Gilets jaunes et violences policières,Julian Assange : les médias portent le voile

Gilets jaunes et violences policières,Julian Assange : les médias portent le voile

Gilets jaunes : voile médiatique sur les violences policières

https://www.acrimed.org/Gilets-jaunes-voile-mediatique-sur-les-violences
par Frédéric Lemaire,

Lundi 17 décembre, Amnesty International publiait une enquête dénonçant « le recours excessif à la force par des policiers » pendant les manifestations des gilets jaunes, comprenant de nombreux témoignages de victimes et de secouristes, mais aussi de photographes et journalistes. L’ONG s’inquiète du nombre de blessés très élevé (1 407 manifestants, dont 46 grièvement selon les chiffres officiels), et de l’absence de toute réaction ou de remise en cause de la part des autorités face à un tel bilan. Cette enquête a fait l’objet d’une couverture médiatique quasi-nulle, qui témoigne du désintérêt des grands médias vis-à-vis des violences en manifestation… lorsqu’elles sont commises par la police.

C’est peu dire que l’enquête d’Amnesty International sur les violences policières a eu mauvaise presse.

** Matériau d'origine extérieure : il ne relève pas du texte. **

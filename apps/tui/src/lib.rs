// Library surface shared by the binary and the integration tests
pub mod aggregate;
pub mod app;
pub mod cache;
pub mod chart;
pub mod cli;
pub mod config;
pub mod db;
pub mod domain;
pub mod event;
pub mod fetch;
pub mod logging;
pub mod page;
pub mod pipeline;
pub mod selection;
pub mod terminal;
pub mod ui;

pub use domain::{AggregateMap, Count, DistrictAggregate, DistrictCatalog, DistrictKey, RawRecord};
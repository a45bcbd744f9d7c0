use throbber_widgets_tui::ThrobberState;
use tokio::sync::mpsc::{self, UnboundedReceiver};
use tracing::{debug, warn};

use crate::cache::{CacheError, SessionCache, SessionStore, SqliteStore};
use crate::config::AppConfig;
use crate::domain::DistrictKey;
use crate::fetch::FetchOutcome;
use crate::page::TransitionError;
use crate::pipeline::{refresh_chart, setup_dashboard, Dashboard};

#[derive(Debug)]
pub struct App<S = SqliteStore> {
    pub running: bool,
    pub show_help: bool,
    pub dropdown_open: bool,
    pub dashboard: Dashboard,
    pub cache: SessionCache<S>,
    pub config: AppConfig,
    pub throbber_state: ThrobberState,
    changes: UnboundedReceiver<DistrictKey>,
}

impl App<SqliteStore> {
    /// Opens a fresh session store as configured.
    pub async fn new(config: AppConfig) -> Result<Self, CacheError> {
        let store = SqliteStore::open(config.session_db.as_deref()).await?;
        Ok(Self::with_cache(config, SessionCache::new(store)))
    }
}

impl<S: SessionStore> App<S> {
    pub fn with_cache(config: AppConfig, cache: SessionCache<S>) -> Self {
        let (tx, changes) = mpsc::unbounded_channel();
        let mut dashboard = Dashboard::new();
        dashboard.selector.on_change(move |key| {
            if tx.send(key.clone()).is_err() {
                debug!(district = %key, "Selection change dropped, app is gone");
            }
        });

        Self {
            running: true,
            show_help: false,
            dropdown_open: false,
            dashboard,
            cache,
            config,
            throbber_state: ThrobberState::default(),
            changes,
        }
    }

    /// Advances the loading animation.
    pub fn update(&mut self) {
        if self.dashboard.page.is_loading() {
            self.throbber_state.calc_next();
        }
    }

    pub async fn finish_loading(&mut self, outcome: FetchOutcome) -> Result<(), TransitionError> {
        setup_dashboard(
            outcome,
            &self.cache,
            &mut self.dashboard,
            &self.config.region,
            self.config.initial_district.as_deref(),
        )
        .await
    }

    /// Refreshes the chart for every selection change reported since the last call.
    pub async fn apply_pending_changes(&mut self) -> usize {
        let mut applied = 0;
        while let Ok(key) = self.changes.try_recv() {
            match refresh_chart(&self.cache, &mut self.dashboard, &key).await {
                Ok(()) => applied += 1,
                Err(e) => warn!(district = %key, error = %e, "Chart refresh failed"),
            }
        }
        applied
    }

    pub fn quit(&mut self) {
        self.running = false;
    }
}
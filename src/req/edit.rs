//! Builder for `action=edit`.

use std::borrow::Cow;

use crate::req::Params;
use crate::types::{AutoWatchBehavior, MwTimestamp};

/// Builds the parameter set of an `action=edit` request.
///
/// Only the fields that were set are emitted; flags follow the usual
/// encoding (present as the empty string when on, absent when off).
#[derive(Default)]
pub struct EditBuilder {
    params: Params,
}

macro_rules! text_setters {
    ($($name:ident)*) => {$(
        pub fn $name(mut self, value: impl Into<Cow<'static, str>>) -> Self {
            self.params.insert(stringify!($name), value.into());
            self
        }
    )*};
}

macro_rules! flag_setters {
    ($($name:ident)*) => {$(
        pub fn $name(mut self) -> Self {
            self.params.insert(stringify!($name), true);
            self
        }
    )*};
}

impl EditBuilder {
    pub fn new() -> Self {
        Self::default()
    }

    text_setters! {
        title text summary md5 prependtext appendtext undoafter
        contentformat contentmodel token captchaword captchaid
    }

    flag_setters! {
        minor notminor bot recreate createonly nocreate redirect
    }

    pub fn page_id(mut self, id: u64) -> Self {
        self.params.insert("pageid", id);
        self
    }

    pub fn new_section(mut self, section_title: impl Into<Cow<'static, str>>) -> Self {
        self.params.insert("section", "new");
        self.params.insert("sectiontitle", section_title.into());
        self
    }

    pub fn section(mut self, section: u64) -> Self {
        self.params.insert("section", section);
        self
    }

    pub fn tags(mut self, tags: Vec<String>) -> Self {
        self.params.insert("tags", tags);
        self
    }

    pub fn baserevid(mut self, id: u64) -> Self {
        self.params.insert("baserevid", id);
        self
    }

    pub fn basetimestamp(mut self, t: MwTimestamp) -> Self {
        self.params.insert("basetimestamp", t);
        self
    }

    pub fn starttimestamp(mut self, t: MwTimestamp) -> Self {
        self.params.insert("starttimestamp", t);
        self
    }

    pub fn undo(mut self, revid: u64) -> Self {
        self.params.insert("undo", revid);
        self
    }

    pub fn watchlist(mut self, watch: AutoWatchBehavior) -> Self {
        self.params.insert("watchlist", watch);
        self
    }

    pub fn build(self) -> Params {
        let mut params = Params::new();
        params.insert("action", "edit");
        for (name, value) in self.params.pairs {
            params.pairs.push((name, value));
        }
        params
    }
}
fn mapping_pairs(value: Option<&Value>) -> HashMap<String, String> {
    let mut map = HashMap::new();
    if let Some(Value::Array(items)) = value {
        for item in items {
            if let (Some(from), Some(to)) = (
                item.get("from").and_then(Value::as_str),
                item.get("to").and_then(Value::as_str),
            ) {
                map.insert(from.to_owned(), to.to_owned());
            }
        }
    }
    map
}
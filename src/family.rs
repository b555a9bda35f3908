//! Wiki families: a registry of sibling sites keyed by interwiki prefix.

use std::collections::HashMap;
use std::sync::{Arc, Mutex};

use tokio_util::sync::CancellationToken;
use url::Url;

use crate::error::Result;
use crate::site::{Site, SiteOptions};
use crate::transport::WikiClient;

/// A named set of sibling wikis (the Wikipedia language family, a wiki
/// farm, ...). Prefixes map to endpoints; the matching [`Site`]
/// controllers are constructed lazily, bootstrapped once and cached.
pub struct WikiFamily {
    client: Arc<WikiClient>,
    name: String,
    options: SiteOptions,
    endpoints: Mutex<HashMap<String, Url>>,
    sites: tokio::sync::Mutex<HashMap<String, Site>>,
}

impl WikiFamily {
    pub fn new(client: Arc<WikiClient>, name: impl Into<String>) -> Self {
        Self {
            client,
            name: name.into(),
            options: SiteOptions::default(),
            endpoints: Mutex::new(HashMap::new()),
            sites: tokio::sync::Mutex::new(HashMap::new()),
        }
    }

    pub fn with_site_options(mut self, options: SiteOptions) -> Self {
        self.options = options;
        self
    }

    pub fn name(&self) -> &str {
        &self.name
    }

    /// Registers a prefix, e.g. `("en", ".../w/api.php")`.
    pub fn register(&self, prefix: impl Into<String>, endpoint: Url) {
        self.endpoints
            .lock()
            .expect("family endpoints lock poisoned")
            .insert(prefix.into().to_lowercase(), endpoint);
    }

    /// Seeds a ready-made controller for a prefix, e.g. one restored with
    /// cached site info.
    pub fn register_site(&self, prefix: impl Into<String>, site: Site) {
        let prefix = prefix.into().to_lowercase();
        self.endpoints
            .lock()
            .expect("family endpoints lock poisoned")
            .insert(prefix.clone(), site.endpoint().clone());
        self.sites
            .try_lock()
            .expect("family sites lock contended during seeding")
            .insert(prefix, site);
    }

    pub fn knows(&self, prefix: &str) -> bool {
        self.endpoints
            .lock()
            .expect("family endpoints lock poisoned")
            .contains_key(&prefix.to_lowercase())
    }

    /// The controller for a prefix, constructing and bootstrapping it on
    /// first use. `None` when the prefix is not registered.
    pub async fn get_site(
        &self,
        prefix: &str,
        cancel: &CancellationToken,
    ) -> Result<Option<Site>> {
        let prefix = prefix.to_lowercase();
        let endpoint = {
            let endpoints = self
                .endpoints
                .lock()
                .expect("family endpoints lock poisoned");
            match endpoints.get(&prefix) {
                Some(url) => url.clone(),
                None => return Ok(None),
            }
        };
        let mut sites = self.sites.lock().await;
        if let Some(site) = sites.get(&prefix) {
            return Ok(Some(site.clone()));
        }
        let site = Site::with_options(
            self.client.clone(),
            endpoint.as_str(),
            self.options.clone(),
        )?;
        if site.site_info().is_err() {
            site.bootstrap(cancel).await?;
        }
        sites.insert(prefix, site.clone());
        Ok(Some(site))
    }
}
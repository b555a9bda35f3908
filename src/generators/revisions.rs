//! `prop=revisions` as a sequence: the edit history of one page.

use serde_json::Value;

use crate::error::Result;
use crate::generators::{ModuleKind, QueryModule};
use crate::page::WikiPageStub;
use crate::req::{ParamSink, Params};
use crate::rev::{ApiRevision, Revision, RV_PROPS};
use crate::types::{Direction, Limit, MwTimestamp};

/// Selects the page whose history is enumerated.
#[derive(Debug, Clone)]
pub enum HistoryTarget {
    Title(String),
    Id(u64),
}

#[derive(Debug)]
pub struct RevisionHistory {
    pub target: HistoryTarget,
    pub start_time: Option<MwTimestamp>,
    pub end_time: Option<MwTimestamp>,
    pub start_id: Option<u64>,
    pub end_id: Option<u64>,
    pub direction: Direction,
    pub fetch_content: bool,
    pub limit: Limit,
}

impl RevisionHistory {
    pub fn for_title(title: impl Into<String>) -> Self {
        Self::new(HistoryTarget::Title(title.into()))
    }

    pub fn for_page_id(id: u64) -> Self {
        Self::new(HistoryTarget::Id(id))
    }

    fn new(target: HistoryTarget) -> Self {
        Self {
            target,
            start_time: None,
            end_time: None,
            start_id: None,
            end_id: None,
            direction: Direction::Older,
            fetch_content: false,
            limit: Limit::Max,
        }
    }
}

impl QueryModule for RevisionHistory {
    type Item = Revision;

    fn name(&self) -> &'static str {
        "revisions"
    }

    fn prefix(&self) -> &'static str {
        "rv"
    }

    fn kind(&self) -> ModuleKind {
        ModuleKind::Prop
    }

    fn base_params(&self, params: &mut Params) {
        match &self.target {
            HistoryTarget::Title(title) => params.insert("titles", title.clone()),
            HistoryTarget::Id(id) => params.insert("pageids", *id),
        }
    }

    fn write_params(&self, sink: &mut dyn ParamSink) {
        let mut props = RV_PROPS.to_owned();
        if self.fetch_content {
            props.push_str("|content");
            sink.add("slots".into(), "main".into());
        }
        sink.add("prop".into(), props.into());
        if let Some(start) = self.start_time {
            sink.add("start".into(), start.into());
        }
        if let Some(end) = self.end_time {
            sink.add("end".into(), end.into());
        }
        if let Some(id) = self.start_id {
            sink.add("startid".into(), id.into());
        }
        if let Some(id) = self.end_id {
            sink.add("endid".into(), id.into());
        }
        sink.add("dir".into(), self.direction.as_str().into());
        if let Some(limit) = self.limit.to_wire() {
            sink.add("limit".into(), limit.into());
        }
    }

    fn extract(&mut self, query: &mut Value) -> Result<Vec<Revision>> {
        let Some(pages) = query.get_mut("pages").and_then(Value::as_array_mut) else {
            return Ok(Vec::new());
        };
        let mut out = Vec::new();
        for page in pages {
            let stub = WikiPageStub::from_value(page);
            if let Some(revisions) = page.get_mut("revisions") {
                let revisions: Vec<ApiRevision> = serde_json::from_value(revisions.take())?;
                out.extend(
                    revisions
                        .into_iter()
                        .map(|rev| rev.into_revision(stub.clone())),
                );
            }
        }
        Ok(out)
    }
}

Publiée lundi 17 décembre, elle a fait l’objet de trois brèves le jour même (sur les sites de Libération, de RT France et de Reporterre) et trois le lendemain (sur les sites de LCI, Franceinfo et de Linfo.re). Et c’est tout, à l’heure où nous écrivons cet article.

Mention spéciale pour LCI, qui accompagne l’articulet dédié à l’enquête d’Amnesty d’un extrait vidéo plein d’à-propos… intitulé « comment la police a gagné en efficacité » :

Comme son titre l’indique, ce sujet (tiré du JT de 20h du samedi 8 décembre) détaille et justifie le dispositif répressif mis en place le jour même, et qui a conduit à plus de mille interpellations et plus de 200 blessés (soit un sixième du total des blessés sur l’ensemble du mouvement). Par volonté, peut-être, de « rééquilibrer » les informations de l’enquête d’Amnesty ?

« Mutisme » de la presse sur les violences policières ?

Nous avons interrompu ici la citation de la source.